| Collected data entries |
···
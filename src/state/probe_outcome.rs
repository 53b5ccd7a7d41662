//! Probe outcome definitions for discovered links
//!
//! This module defines what a single liveness probe can resolve to, and the
//! failure buckets used when reporting forbidden links.

use std::fmt;

/// Numeric status recorded for a link whose probe never got a response
pub const UNREACHABLE_STATUS: u16 = 0;

/// Final outcome of probing one discovered link
#[derive(Debug, Clone, PartialEq, Eq, Hash)]
pub enum ProbeOutcome {
    /// The link answered with this HTTP status code
    Status(u16),

    /// The probe failed at the transport level (DNS, connect, timeout)
    ///
    /// Only produced in relaxed probe mode; strict mode aborts the batch.
    Unreachable {
        /// Why the probe did not complete
        reason: String,
    },
}

impl ProbeOutcome {
    /// Returns true if the link answered exactly `200 OK`
    pub fn is_ok(&self) -> bool {
        matches!(self, Self::Status(200))
    }

    /// Returns true if the link answered with any 2xx status
    pub fn is_success(&self) -> bool {
        matches!(self, Self::Status(code) if (200..300).contains(code))
    }

    /// Returns true if the probe failed at the transport level
    pub fn is_unreachable(&self) -> bool {
        matches!(self, Self::Unreachable { .. })
    }

    /// Returns the numeric status, using the sentinel for unreachable links
    pub fn status_code(&self) -> u16 {
        match self {
            Self::Status(code) => *code,
            Self::Unreachable { .. } => UNREACHABLE_STATUS,
        }
    }

    /// Returns the failure bucket for this outcome, or None for `200 OK`
    pub fn failure_kind(&self) -> Option<FailureKind> {
        let code = match self {
            Self::Unreachable { .. } => return Some(FailureKind::Unreachable),
            Self::Status(200) => return None,
            Self::Status(code) => *code,
        };

        Some(match code {
            401 | 402 | 403 | 407 => FailureKind::AuthRequired,
            404 | 410 => FailureKind::NotFound,
            400..=499 => FailureKind::ClientError,
            500..=599 => FailureKind::ServerError,
            _ => FailureKind::Other,
        })
    }
}

impl fmt::Display for ProbeOutcome {
    fn fmt(&self, f: &mut fmt::Formatter<'_>) -> fmt::Result {
        match self {
            Self::Status(code) => write!(f, "HTTP {}", code),
            Self::Unreachable { reason } => write!(f, "unreachable ({})", reason),
        }
    }
}

/// Reporting bucket for a forbidden link
#[derive(Debug, Clone, Copy, PartialEq, Eq, Hash, PartialOrd, Ord)]
pub enum FailureKind {
    /// 401, 402, 403 or 407
    AuthRequired,

    /// 404 or 410
    NotFound,

    /// Any other 4xx
    ClientError,

    /// Any 5xx
    ServerError,

    /// No response at all
    Unreachable,

    /// Non-200 status outside the error ranges (1xx, other 2xx, 3xx)
    Other,
}

impl FailureKind {
    /// Returns a short human-readable label
    pub fn label(&self) -> &'static str {
        match self {
            Self::AuthRequired => "Auth Required",
            Self::NotFound => "Not Found",
            Self::ClientError => "Client Error",
            Self::ServerError => "Server Error",
            Self::Unreachable => "Unreachable",
            Self::Other => "Other",
        }
    }
}

impl fmt::Display for FailureKind {
    fn fmt(&self, f: &mut fmt::Formatter<'_>) -> fmt::Result {
        f.write_str(self.label())
    }
}
use crate::config::types::{Config, FetchConfig, OutputConfig, ProbeConfig, UserAgentConfig};
use crate::ConfigError;
use url::Url;

/// Upper bound for any configured timeout (milliseconds)
const MAX_TIMEOUT_MS: u64 = 120_000;

/// Validates the entire configuration
pub fn validate(config: &Config) -> Result<(), ConfigError> {
    validate_probe_config(&config.probe)?;
    validate_fetch_config(&config.fetch)?;
    validate_user_agent_config(&config.user_agent)?;
    validate_output_config(&config.output)?;
    Ok(())
}

/// Validates probe configuration
fn validate_probe_config(config: &ProbeConfig) -> Result<(), ConfigError> {
    validate_timeout("probe timeout-ms", config.timeout_ms)?;

    if let Some(deadline) = config.batch_deadline_ms {
        validate_timeout("probe batch-deadline-ms", deadline)?;

        if deadline < config.timeout_ms {
            return Err(ConfigError::Validation(format!(
                "batch-deadline-ms ({}) must be >= timeout-ms ({})",
                deadline, config.timeout_ms
            )));
        }
    }

    Ok(())
}

/// Validates fetch configuration
fn validate_fetch_config(config: &FetchConfig) -> Result<(), ConfigError> {
    validate_timeout("fetch timeout-ms", config.timeout_ms)
}

/// Validates a timeout value in milliseconds
fn validate_timeout(name: &str, value: u64) -> Result<(), ConfigError> {
    if value == 0 || value > MAX_TIMEOUT_MS {
        return Err(ConfigError::Validation(format!(
            "{} must be between 1 and {}, got {}",
            name, MAX_TIMEOUT_MS, value
        )));
    }
    Ok(())
}

/// Validates user agent configuration
fn validate_user_agent_config(config: &UserAgentConfig) -> Result<(), ConfigError> {
    // Validate crawler name: non-empty, alphanumeric + hyphens only
    if config.crawler_name.is_empty() {
        return Err(ConfigError::Validation(
            "crawler_name cannot be empty".to_string(),
        ));
    }

    if !config
        .crawler_name
        .chars()
        .all(|c| c.is_alphanumeric() || c == '-')
    {
        return Err(ConfigError::Validation(format!(
            "crawler_name must contain only alphanumeric characters and hyphens, got '{}'",
            config.crawler_name
        )));
    }

    if config.crawler_version.trim().is_empty() {
        return Err(ConfigError::Validation(
            "crawler_version cannot be empty".to_string(),
        ));
    }

    Url::parse(&config.contact_url)
        .map_err(|e| ConfigError::InvalidUrl(format!("Invalid contact_url: {}", e)))?;

    Ok(())
}

/// Validates output configuration
fn validate_output_config(config: &OutputConfig) -> Result<(), ConfigError> {
    if let Some(path) = &config.report_path {
        if path.trim().is_empty() {
            return Err(ConfigError::Validation(
                "report_path cannot be empty when set".to_string(),
            ));
        }
    }

    Ok(())
}
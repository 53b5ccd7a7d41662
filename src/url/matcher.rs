use serde::Deserialize;
use url::Url;

/// How a domain token is matched against a discovered link
#[derive(Debug, Clone, Copy, Default, PartialEq, Eq, Deserialize)]
#[serde(rename_all = "kebab-case")]
pub enum MatchPolicy {
    /// Token occurs anywhere in the link text (legacy behavior)
    ///
    /// `http://www.otherapp.com/example` matches the token `example` even
    /// though the token is only a path segment.
    #[default]
    Substring,

    /// Token equals one dot-separated label of the link's host
    HostLabel,
}

/// Checks if a link matches a domain token under the given policy
///
/// An empty token never matches.
///
/// # Examples
///
/// ```
/// use sumi_sieve::url::{token_matches, MatchPolicy};
///
/// assert!(token_matches("example", "https://www.example.com/about", MatchPolicy::Substring));
/// assert!(token_matches("example", "http://www.otherapp.com/example", MatchPolicy::Substring));
/// assert!(!token_matches("example", "http://www.otherapp.com/example", MatchPolicy::HostLabel));
/// ```
pub fn token_matches(token: &str, link: &str, policy: MatchPolicy) -> bool {
    if token.is_empty() {
        return false;
    }

    match policy {
        MatchPolicy::Substring => link.contains(token),
        MatchPolicy::HostLabel => host_has_label(link, token),
    }
}

/// Returns true if the host of `link` has a label equal to `token`
fn host_has_label(link: &str, token: &str) -> bool {
    let Ok(parsed) = Url::parse(link) else {
        return false;
    };
    let Some(host) = parsed.host_str() else {
        return false;
    };

    host.split('.').any(|l| l.eq_ignore_ascii_case(token))
}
···
| EXERCISE PROMPT |
Could you copy every record above exactly as written?

| EXERCISE RESPONSE |
filename src/state/probe_outcome.rs
repository 53b5ccd7a7d41662
//! Probe outcome definitions for discovered links
//!
//! This module defines what a single liveness probe can resolve to, and the
//! failure buckets used when reporting forbidden links.

use std::fmt;

/// Numeric status recorded for a link whose probe never got a response
pub const UNREACHABLE_STATUS: u16 = 0;

/// Final outcome of probing one discovered link
#[derive(Debug, Clone, PartialEq, Eq, Hash)]
pub enum ProbeOutcome {
    /// The link answered with this HTTP status code
    Status(u16),

    /// The probe failed at the transport level (DNS, connect, timeout)
    ///
    /// Only produced in relaxed probe mode; strict mode aborts the batch.
    Unreachable {
        /// Why the probe did not complete
        reason: String,
    },
}

impl ProbeOutcome {
    /// Returns true if the link answered exactly `200 OK`
    pub fn is_ok(&self) -> bool {
        matches!(self, Self::Status(200))
    }

    /// Returns true if the link answered with any 2xx status
    pub fn is_success(&self) -> bool {
        matches!(self, Self::Status(code) if (200..300).contains(code))
    }

    /// Returns true if the probe failed at the transport level
    pub fn is_unreachable(&self) -> bool {
        matches!(self, Self::Unreachable { .. })
    }

    /// Returns the numeric status, using the sentinel for unreachable links
    pub fn status_code(&self) -> u16 {
        match self {
            Self::Status(code) => *code,
            Self::Unreachable { .. } => UNREACHABLE_STATUS,
        }
    }

    /// Returns the failure bucket for this outcome, or None for `200 OK`
    pub fn failure_kind(&self) -> Option<FailureKind> {
        let code = match self {
            Self::Unreachable { .. } => return Some(FailureKind::Unreachable),
            Self::Status(200) => return None,
            Self::Status(code) => *code,
        };

        Some(match code {
            401 | 402 | 403 | 407 => FailureKind::AuthRequired,
            404 | 410 => FailureKind::NotFound,
            400..=499 => FailureKind::ClientError,
            500..=599 => FailureKind::ServerError,
            _ => FailureKind::Other,
        })
    }
}

impl fmt::Display for ProbeOutcome {
    fn fmt(&self, f: &mut fmt::Formatter<'_>) -> fmt::Result {
        match self {
            Self::Status(code) => write!(f, "HTTP {}", code),
            Self::Unreachable { reason } => write!(f, "unreachable ({})", reason),
        }
    }
}

/// Reporting bucket for a forbidden link
#[derive(Debug, Clone, Copy, PartialEq, Eq, Hash, PartialOrd, Ord)]
pub enum FailureKind {
    /// 401, 402, 403 or 407
    AuthRequired,

    /// 404 or 410
    NotFound,

    /// Any other 4xx
    ClientError,

    /// Any 5xx
    ServerError,

    /// No response at all
    Unreachable,

    /// Non-200 status outside the error ranges (1xx, other 2xx, 3xx)
    Other,
}

impl FailureKind {
    /// Returns a short human-readable label
    pub fn label(&self) -> &'static str {
        match self {
            Self::AuthRequired => "Auth Required",
            Self::NotFound => "Not Found",
            Self::ClientError => "Client Error",
            Self::ServerError => "Server Error",
            Self::Unreachable => "Unreachable",
            Self::Other => "Other",
        }
    }
}

impl fmt::Display for FailureKind {
    fn fmt(&self, f: &mut fmt::Formatter<'_>) -> fmt::Result {
        f.write_str(self.label())
    }
}
use crate::config::types::{Config, FetchConfig, OutputConfig, ProbeConfig, UserAgentConfig};
use crate::ConfigError;
use url::Url;

/// Upper bound for any configured timeout (milliseconds)
const MAX_TIMEOUT_MS: u64 = 120_000;

/// Validates the entire configuration
pub fn validate(config: &Config) -> Result<(), ConfigError> {
    validate_probe_config(&config.probe)?;
    validate_fetch_config(&config.fetch)?;
    validate_user_agent_config(&config.user_agent)?;
    validate_output_config(&config.output)?;
    Ok(())
}

/// Validates probe configuration
fn validate_probe_config(config: &ProbeConfig) -> Result<(), ConfigError> {
    validate_timeout("probe timeout-ms", config.timeout_ms)?;

    if let Some(deadline) = config.batch_deadline_ms {
        validate_timeout("probe batch-deadline-ms", deadline)?;

        if deadline < config.timeout_ms {
            return Err(ConfigError::Validation(format!(
                "batch-deadline-ms ({}) must be >= timeout-ms ({})",
                deadline, config.timeout_ms
            )));
        }
    }

    Ok(())
}

/// Validates fetch configuration
fn validate_fetch_config(config: &FetchConfig) -> Result<(), ConfigError> {
    validate_timeout("fetch timeout-ms", config.timeout_ms)
}

/// Validates a timeout value in milliseconds
fn validate_timeout(name: &str, value: u64) -> Result<(), ConfigError> {
    if value == 0 || value > MAX_TIMEOUT_MS {
        return Err(ConfigError::Validation(format!(
            "{} must be between 1 and {}, got {}",
            name, MAX_TIMEOUT_MS, value
        )));
    }
    Ok(())
}

/// Validates user agent configuration
fn validate_user_agent_config(config: &UserAgentConfig) -> Result<(), ConfigError> {
    // Validate crawler name: non-empty, alphanumeric + hyphens only
    if config.crawler_name.is_empty() {
        return Err(ConfigError::Validation(
            "crawler_name cannot be empty".to_string(),
        ));
    }

    if !config
        .crawler_name
        .chars()
        .all(|c| c.is_alphanumeric() || c == '-')
    {
        return Err(ConfigError::Validation(format!(
            "crawler_name must contain only alphanumeric characters and hyphens, got '{}'",
            config.crawler_name
        )));
    }

    if config.crawler_version.trim().is_empty() {
        return Err(ConfigError::Validation(
            "crawler_version cannot be empty".to_string(),
        ));
    }

    Url::parse(&config.contact_url)
        .map_err(|e| ConfigError::InvalidUrl(format!("Invalid contact_url: {}", e)))?;

    Ok(())
}

/// Validates output configuration
fn validate_output_config(config: &OutputConfig) -> Result<(), ConfigError> {
    if let Some(path) = &config.report_path {
        if path.trim().is_empty() {
            return Err(ConfigError::Validation(
                "report_path cannot be empty when set".to_string(),
            ));
        }
    }

    Ok(())
}
repository 53b5ccd7a7d41662
filename src/url/matcher.rs
use serde::Deserialize;
use url::Url;

/// How a domain token is matched against a discovered link
#[derive(Debug, Clone, Copy, Default, PartialEq, Eq, Deserialize)]
#[serde(rename_all = "kebab-case")]
pub enum MatchPolicy {
    /// Token occurs anywhere in the link text (legacy behavior)
    ///
    /// `http://www.otherapp.com/example` matches the token `example` even
    /// though the token is only a path segment.
    #[default]
    Substring,

    /// Token equals one dot-separated label of the link's host
    HostLabel,
}

/// Checks if a link matches a domain token under the given policy
///
/// An empty token never matches.
///
/// # Examples
///
/// ```
/// use sumi_sieve::url::{token_matches, MatchPolicy};
///
/// assert!(token_matches("example", "https://www.example.com/about", MatchPolicy::Substring));
/// assert!(token_matches("example", "http://www.otherapp.com/example", MatchPolicy::Substring));
/// assert!(!token_matches("example", "http://www.otherapp.com/example", MatchPolicy::HostLabel));
/// ```
pub fn token_matches(token: &str, link: &str, policy: MatchPolicy) -> bool {
    if token.is_empty() {
        return false;
    }

    match policy {
        MatchPolicy::Substring => link.contains(token),
        MatchPolicy::HostLabel => host_has_label(link, token),
    }
}

/// Returns true if the host of `link` has a label equal to `token`
fn host_has_label(link: &str, token: &str) -> bool {
    let Ok(parsed) = Url::parse(link) else {
        return false;
    };
    let Some(host) = parsed.host_str() else {
        return false;
    };

    host.split('.').any(|l| l.eq_ignore_ascii_case(token))
}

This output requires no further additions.